COMPUTER SCIENCE 480. (3) ADVANCED TOPICS IN COMPUTER SCIENCE. Topics may be chosen from among compiler design, symbolic computation, computational complexity, program verification and correctness, and database theory. Prerequisite: Computer Science 461, or consent of instructor. Offered: spring semester.

MATHEMATICS

MATHEMATICS 105. (1) PREPARATION FOR CALCULUS. A course designed to maximize students’ potential to succeed in calculus by reinforcing basic mathematical skills. Specific topics include functions and their graphs, algebra, and trigonometry. Students may not selfenroll in Mathematics 105; rather they are placed in the course based on the results of a departmental assessment of calculus readiness. Offered: Each semester.

MATHEMATICS 111. (3) MATHEMATICS AND SOCIETY. An exploration of the mathematical techniques used to solve problems in society. Specific topics are chosen from among the following: voting and power; division and apportionment; graph theory and scheduling; cryptography, game theory, symmetry, and form; and probability. Students who have completed any course in mathematics above Mathematics 111 cannot receive credit for Mathematics 111. Prerequisite: none. Offered: each semester. MATHEMATICS 121. (4) STATISTICS. Introduction to probability and statistics. Exploratory data analysis. Discrete and continuous random variables, estimation, hypothesis testing. Prerequisite: none. Offered: each semester. MATHEMATICS 130. (4) FINITE MATHEMATICAL MODELS. A course emphasizing the use of finite mathematics in modeling real-world phenomena. Specific topics are chosen from among the following: matrix algebra, graph theory, cryptography, Leontief inputoutput models, linear programming, probability, counting methods, game theory, and Markov chains. Prerequisite: none. MATHEMATICS 140. (4) CALCULUS FOR ECONOMICS. A study of differential and integral calculus and its applications. Topics include differentiation of elementary functions in one and several dimensions, integration of polynomials, and constrained and unconstrained optimization in one and several variables. Prerequisite: Economics 101 and satisfactory performance on a departmental assessment. Students who have any credit at Hampden-Sydney for the study of calculus may not take this course. Offered: each semester.

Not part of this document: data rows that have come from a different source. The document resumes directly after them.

//! Structured job logging.

use tracing::{error, info, warn};

use reel_models::{JobId, Stage};

/// Logger carrying job context through the stage pipeline.
#[derive(Debug, Clone)]
pub struct JobLogger {
    job_id: String,
}

impl JobLogger {
    pub fn new(job_id: &JobId) -> Self {
        Self {
            job_id: job_id.to_string(),
        }
    }

    pub fn stage_start(&self, stage: Stage) {
        info!(job_id = %self.job_id, stage = %stage, "Stage started");
    }

    pub fn stage_skipped(&self, stage: Stage, reason: &str) {
        info!(job_id = %self.job_id, stage = %stage, "Stage skipped: {}", reason);
    }

    pub fn stage_done(&self, stage: Stage, elapsed_secs: f64) {
        info!(
            job_id = %self.job_id,
            stage = %stage,
            elapsed_secs,
            "Stage completed"
        );
    }

    pub fn stage_failed(&self, stage: Stage, error: &crate::error::WorkerError) {
        error!(
            job_id = %self.job_id,
            stage = %stage,
            kind = %error.kind(),
            "Stage failed: {}", error
        );
    }

    pub fn warning(&self, message: &str) {
        warn!(job_id = %self.job_id, "{}", message);
    }

    pub fn completed(&self) {
        info!(job_id = %self.job_id, "Job completed");
    }

    pub fn cancelled(&self) {
        info!(job_id = %self.job_id, "Job cancelled, stopping before next stage");
    }
}
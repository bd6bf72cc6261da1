//! Worker error types.

use thiserror::Error;

use reel_models::{JobError, JobErrorKind};

pub type WorkerResult<T> = Result<T, WorkerError>;

#[derive(Debug, Error)]
pub enum WorkerError {
    #[error("Validation failed: {0}")]
    Validation(String),

    #[error("Processing failed: {0}")]
    Processing(String),

    #[error("External service failed: {0}")]
    Microservice(String),

    #[error("Resource exhausted: {0}")]
    Resource(String),

    #[error("Recovery failed: {0}")]
    Recovery(String),

    #[error("Client error: {0}")]
    Client(#[from] reel_clients::ClientError),

    #[error("Store error: {0}")]
    Store(#[from] reel_store::StoreError),

    #[error("Media error: {0}")]
    Media(#[from] reel_media::MediaError),

    #[error("IO error: {0}")]
    Io(#[from] std::io::Error),
}

impl WorkerError {
    pub fn validation(msg: impl Into<String>) -> Self {
        Self::Validation(msg.into())
    }

    pub fn processing(msg: impl Into<String>) -> Self {
        Self::Processing(msg.into())
    }

    pub fn microservice(msg: impl Into<String>) -> Self {
        Self::Microservice(msg.into())
    }

    pub fn resource(msg: impl Into<String>) -> Self {
        Self::Resource(msg.into())
    }

    pub fn recovery(msg: impl Into<String>) -> Self {
        Self::Recovery(msg.into())
    }

    /// Classify into the terminal error taxonomy.
    pub fn kind(&self) -> JobErrorKind {
        match self {
            WorkerError::Validation(_) => JobErrorKind::Validation,
            WorkerError::Processing(_) => JobErrorKind::Processing,
            WorkerError::Microservice(_) | WorkerError::Client(_) => JobErrorKind::Microservice,
            WorkerError::Resource(_) | WorkerError::Io(_) => JobErrorKind::Resource,
            WorkerError::Recovery(_) => JobErrorKind::Recovery,
            WorkerError::Store(_) => JobErrorKind::Microservice,
            WorkerError::Media(e) => match e {
                reel_media::MediaError::Client(_) => JobErrorKind::Microservice,
                reel_media::MediaError::Store(_) => JobErrorKind::Microservice,
                reel_media::MediaError::Io(_) => JobErrorKind::Resource,
                reel_media::MediaError::InvalidPath(_) => JobErrorKind::Processing,
            },
        }
    }

    /// Whether retrying the operation could help.
    pub fn is_transient(&self) -> bool {
        match self {
            WorkerError::Microservice(_) => true,
            WorkerError::Client(e) => e.is_transient(),
            WorkerError::Store(e) => e.is_transient(),
            WorkerError::Media(reel_media::MediaError::Client(e)) => e.is_transient(),
            WorkerError::Media(reel_media::MediaError::Store(e)) => e.is_transient(),
            _ => false,
        }
    }

    /// Build the structured terminal payload for a failed job.
    pub fn to_job_error(&self, stage: reel_models::Stage) -> JobError {
        JobError::new(self.kind(), self.to_string())
            .with_details(serde_json::json!({ "stage": stage.as_str() }))
    }
}

#[cfg(test)]
mod tests {
    use super::*;
    use reel_models::Stage;

    #[test]
    fn test_kind_classification() {
        assert_eq!(
            WorkerError::validation("no candidates").kind(),
            JobErrorKind::Validation
        );
        assert_eq!(
            WorkerError::processing("duration deviates").kind(),
            JobErrorKind::Processing
        );
        assert_eq!(
            WorkerError::recovery("missing artifact").kind(),
            JobErrorKind::Recovery
        );
        assert_eq!(
            WorkerError::microservice("transcriber down").kind(),
            JobErrorKind::Microservice
        );
    }

    #[test]
    fn test_transience() {
        assert!(WorkerError::microservice("flaky").is_transient());
        assert!(!WorkerError::validation("bad input").is_transient());
        assert!(!WorkerError::processing("bad output").is_transient());
    }

    #[test]
    fn test_job_error_carries_stage_detail() {
        let err = WorkerError::processing("assembled duration deviates");
        let job_error = err.to_job_error(Stage::Assembling);
        assert_eq!(job_error.kind, JobErrorKind::Processing);
        assert_eq!(
            job_error.details.unwrap()["stage"],
            Stage::Assembling.as_str()
        );
    }
}
//! Candidate clips and audio/subtitle segments.

use schemars::JsonSchema;
use serde::{Deserialize, Serialize};
use std::path::PathBuf;

/// A reusable short clip considered for the final composition.
///
/// Produced by the fetch and download stages, consumed by selection and
/// assembly. Ephemeral: lives in job artifacts, not in durable storage.
#[derive(Debug, Clone, PartialEq, Serialize, Deserialize, JsonSchema)]
pub struct Candidate {
    /// Provider clip id
    pub clip_id: String,

    /// Clip title, when the provider reports one
    #[serde(skip_serializing_if = "Option::is_none")]
    pub title: Option<String>,

    /// Duration in seconds
    pub duration: f64,

    /// Local file path once downloaded and validated
    #[serde(skip_serializing_if = "Option::is_none")]
    pub path: Option<PathBuf>,

    #[serde(skip_serializing_if = "Option::is_none")]
    pub width: Option<u32>,

    #[serde(skip_serializing_if = "Option::is_none")]
    pub height: Option<u32>,

    #[serde(skip_serializing_if = "Option::is_none")]
    pub fps: Option<f64>,
}

impl Candidate {
    pub fn new(clip_id: impl Into<String>, duration: f64) -> Self {
        Self {
            clip_id: clip_id.into(),
            title: None,
            duration,
            path: None,
            width: None,
            height: None,
            fps: None,
        }
    }

    /// Attach the validated local file path.
    pub fn with_path(mut self, path: impl Into<PathBuf>) -> Self {
        self.path = Some(path.into());
        self
    }
}

/// A downloaded clip as reported by the downloader collaborator.
#[derive(Debug, Clone, PartialEq, Serialize, Deserialize, JsonSchema)]
pub struct DownloadedClip {
    pub clip_id: String,
    pub path: PathBuf,
    pub duration: f64,
    #[serde(skip_serializing_if = "Option::is_none")]
    pub width: Option<u32>,
    #[serde(skip_serializing_if = "Option::is_none")]
    pub height: Option<u32>,
    #[serde(skip_serializing_if = "Option::is_none")]
    pub fps: Option<f64>,
}

/// A detected speech span in the audio track.
#[derive(Debug, Clone, Copy, PartialEq, Serialize, Deserialize, JsonSchema)]
pub struct SpeechSegment {
    pub start: f64,
    pub end: f64,
    pub confidence: f64,
}

/// One transcribed subtitle segment.
#[derive(Debug, Clone, PartialEq, Serialize, Deserialize, JsonSchema)]
pub struct SubtitleSegment {
    pub start: f64,
    pub end: f64,
    pub text: String,
    /// Per-word timings, when the transcriber provides them
    #[serde(skip_serializing_if = "Option::is_none")]
    pub words: Option<Vec<WordTiming>>,
}

/// Word-level timing within a subtitle segment.
#[derive(Debug, Clone, PartialEq, Serialize, Deserialize, JsonSchema)]
pub struct WordTiming {
    pub start: f64,
    pub end: f64,
    pub text: String,
}
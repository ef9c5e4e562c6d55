//! Basic Auth gate in front of the forwarding handler.
//!
//! # Security
//!
//! Username and password are both compared in constant time, and both
//! comparisons always run.

use axum::{
    body::Body,
    extract::{Request, State},
    http::{HeaderMap, StatusCode, header},
    middleware::Next,
    response::{IntoResponse, Response},
};
use base64::Engine;
use base64::engine::general_purpose::STANDARD;
use subtle::ConstantTimeEq;

use crate::state::ProxyState;

/// Realm sent in the `WWW-Authenticate` challenge.
pub const REALM: &str = "bitfit";

// ─────────────────────────────────────────────────────────────────────────────
// Credentials
// ─────────────────────────────────────────────────────────────────────────────

/// Username and password a caller must present to use the proxy.
#[derive(Clone, PartialEq, Eq)]
pub struct ProxyCredentials {
    pub username: String,
    pub password: String,
}

impl ProxyCredentials {
    pub fn new(username: impl Into<String>, password: impl Into<String>) -> Self {
        Self {
            username: username.into(),
            password: password.into(),
        }
    }
}

impl std::fmt::Debug for ProxyCredentials {
    fn fmt(&self, f: &mut std::fmt::Formatter<'_>) -> std::fmt::Result {
        f.debug_struct("ProxyCredentials")
            .field("username", &self.username)
            .field("password", &"[REDACTED]")
            .finish()
    }
}

// ─────────────────────────────────────────────────────────────────────────────
// Auth Error
// ─────────────────────────────────────────────────────────────────────────────

/// Why a caller was turned away, in the order the checks run.
#[derive(Debug, Clone, Copy, PartialEq, Eq, thiserror::Error)]
pub enum AuthError {
    #[error("basic HTTP authentication is required (RFC 7617)")]
    MissingBasicAuth,
    #[error("username in basic authentication is required (RFC 7617)")]
    MissingUsername,
    #[error("password in basic authentication is required (RFC 7617)")]
    MissingPassword,
    #[error("incorrect username or password")]
    InvalidCredentials,
}

impl IntoResponse for AuthError {
    fn into_response(self) -> Response {
        (
            StatusCode::UNAUTHORIZED,
            [
                (header::CONTENT_TYPE, "text/plain; charset=utf-8".to_string()),
                (
                    header::WWW_AUTHENTICATE,
                    format!("Basic realm=\"{}\"", REALM),
                ),
            ],
            format!("{}\n", self),
        )
            .into_response()
    }
}

// ─────────────────────────────────────────────────────────────────────────────
// Security Helpers
// ─────────────────────────────────────────────────────────────────────────────

/// Compare two strings in constant time.
///
/// A length mismatch still performs a same-length comparison before
/// returning false.
fn constant_time_eq(a: &str, b: &str) -> bool {
    let a_bytes = a.as_bytes();
    let b_bytes = b.as_bytes();

    if a_bytes.len() == b_bytes.len() {
        a_bytes.ct_eq(b_bytes).into()
    } else {
        let _ = a_bytes.ct_eq(a_bytes);
        false
    }
}

/// Extract `(username, password)` from a `Basic` Authorization header.
///
/// Returns `None` when the header is absent, uses another scheme, is not
/// valid base64, or has no `:` separator.
pub fn basic_credentials(headers: &HeaderMap) -> Option<(String, String)> {
    let value = headers.get(header::AUTHORIZATION)?.to_str().ok()?;
    let (scheme, encoded) = value.split_once(' ')?;
    if !scheme.eq_ignore_ascii_case("basic") {
        return None;
    }

    let decoded = STANDARD.decode(encoded.trim()).ok()?;
    let decoded = String::from_utf8(decoded).ok()?;
    let (username, password) = decoded.split_once(':')?;
    Some((username.to_string(), password.to_string()))
}

/// Validate a request's Basic Auth against `expected`.
pub fn check_basic_auth(headers: &HeaderMap, expected: &ProxyCredentials) -> Result<(), AuthError> {
    let (username, password) = basic_credentials(headers).ok_or(AuthError::MissingBasicAuth)?;

    if username.is_empty() {
        return Err(AuthError::MissingUsername);
    }
    if password.is_empty() {
        return Err(AuthError::MissingPassword);
    }

    let username_ok = constant_time_eq(&username, &expected.username);
    let password_ok = constant_time_eq(&password, &expected.password);
    if username_ok & password_ok {
        Ok(())
    } else {
        Err(AuthError::InvalidCredentials)
    }
}

// ─────────────────────────────────────────────────────────────────────────────
// Middleware
// ─────────────────────────────────────────────────────────────────────────────

/// Reject the request with 401 unless it carries the configured credentials.
pub async fn basic_auth_middleware(
    State(state): State<ProxyState>,
    request: Request<Body>,
    next: Next,
) -> Result<Response, AuthError> {
    if let Err(e) = check_basic_auth(request.headers(), state.credentials()) {
        tracing::warn!(
            method = %request.method(),
            path = %request.uri().path(),
            reason = %e,
            "Rejected proxy caller"
        );
        return Err(e);
    }

    Ok(next.run(request).await)
}
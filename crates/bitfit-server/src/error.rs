//! Error types for the proxy.

use axum::{
    http::{StatusCode, header},
    response::{IntoResponse, Response},
};
use bitfit_oauth::OAuthError;

/// Result type alias for proxy operations.
pub type Result<T> = std::result::Result<T, ProxyError>;

/// Errors raised while forwarding a request or running the listener.
#[derive(Debug, thiserror::Error)]
pub enum ProxyError {
    /// Inbound body could not be read or was too large.
    #[error("failed to read request body: {0}")]
    Body(String),

    /// The upstream round trip failed, including a failed token refresh.
    #[error("upstream request failed: {0}")]
    Upstream(#[from] OAuthError),

    /// Startup parameters are unusable (bad TLS material, bad address).
    #[error("configuration error: {0}")]
    Config(String),

    /// Listener failed to bind or stopped with an error.
    #[error("server error: {0}")]
    Serve(String),

    /// A spawned round trip panicked or a response could not be built.
    #[error("internal error: {0}")]
    Internal(String),
}

impl IntoResponse for ProxyError {
    fn into_response(self) -> Response {
        let status = match &self {
            ProxyError::Body(_) => StatusCode::BAD_REQUEST,
            ProxyError::Upstream(_) => StatusCode::BAD_GATEWAY,
            ProxyError::Config(_) | ProxyError::Serve(_) | ProxyError::Internal(_) => {
                StatusCode::INTERNAL_SERVER_ERROR
            }
        };

        match &self {
            ProxyError::Upstream(e) if e.requires_reauthorization() => {
                tracing::error!(error = %self, "Refresh token rejected, re-authorization required");
            }
            ProxyError::Body(_) => tracing::debug!(error = %self, "Bad inbound request"),
            _ => tracing::error!(status = %status, error = %self, "Proxy error"),
        }

        (
            status,
            [(header::CONTENT_TYPE, "text/plain; charset=utf-8")],
            format!("{}\n", status.canonical_reason().unwrap_or("Error")),
        )
            .into_response()
    }
}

MATHEMATICS 141. (4) CALCULUS I. Elementary functions, limits, derivatives, optimization, the definite integral, and the Fundamental Theorem of Calculus. Prerequisite: satisfactory performance on a departmental assessment. Offered: each semester.

MATHEMATICS 142. (4) CALCULUS II. Functions defined by integrals, inverses, applications and techniques of integration, infinite series. Prerequisite: Mathematics 141 or the equivalent. Offered: each semester. MATHEMATICS 212. (3) INTRODUCTION TO THE HISTORY OF MATHEMATICS. A survey, from Babylonian mathematics through Greek mathematics, including some topics from modern mathematics, and illuminating G. Cantor’s dictum that the essence of mathematics is its freedom to change. An extensive student project is required. Prerequisite: Mathematics 142, or consent of the instructor.

MATHEMATICS 222. (3) STATISTICAL METHODS. A project-based study of sampling distributions, estimation, and hypothesis testing. Major topics are classical and nonparametric analysis of variance, and regression analysis. Students use a variety of statistical software to produce both individual and group projects. Prerequisite: Mathematics 121, or consent of the instructor. Offered: spring semester. MATHEMATICS 231. (4) LINEAR ALGEBRA. Matrix arithmetic, vectors, abstract vector spaces, linear transformations, inner products, and eigenvalues, with some emphasis on applications and computing. Prerequisite: Mathematics 142. Offered: spring semester.

MATHEMATICS 242. (4) CALCULUS III. Plane curves, polar coordinates, vector analysis of curves, infinite series, approximation, partial derivatives, line integrals, and double integrals. Prerequisite: Mathematics 142. Offered: fall semester.

MATHEMATICS 243. (3) DIFFERENTIAL EQUATIONS. Analytic and numerical solutions of ordinary differential equations. Existence and uniqueness of solutions. Solutions of linear systems. Prerequisite: Mathematics 231 and 242, or consent of the instructor. Offered: fall semester.

MATHEMATICS 254. (3) PROOF AND ABSTRACTION. An introduction to logic, set theory, and the discrete structures most often used in mathematics and computer science. Students will learn foundational proof techniques. Additional topics may include number theory, graph theory, and combinatorics. Prospective mathematics, applied mathematics, and computer science majors should take Math 254 during the spring of sophomore year. Prerequisite: Mathematics 142 or both Mathematics 141 and Computer Science 261. Offered: fall semester.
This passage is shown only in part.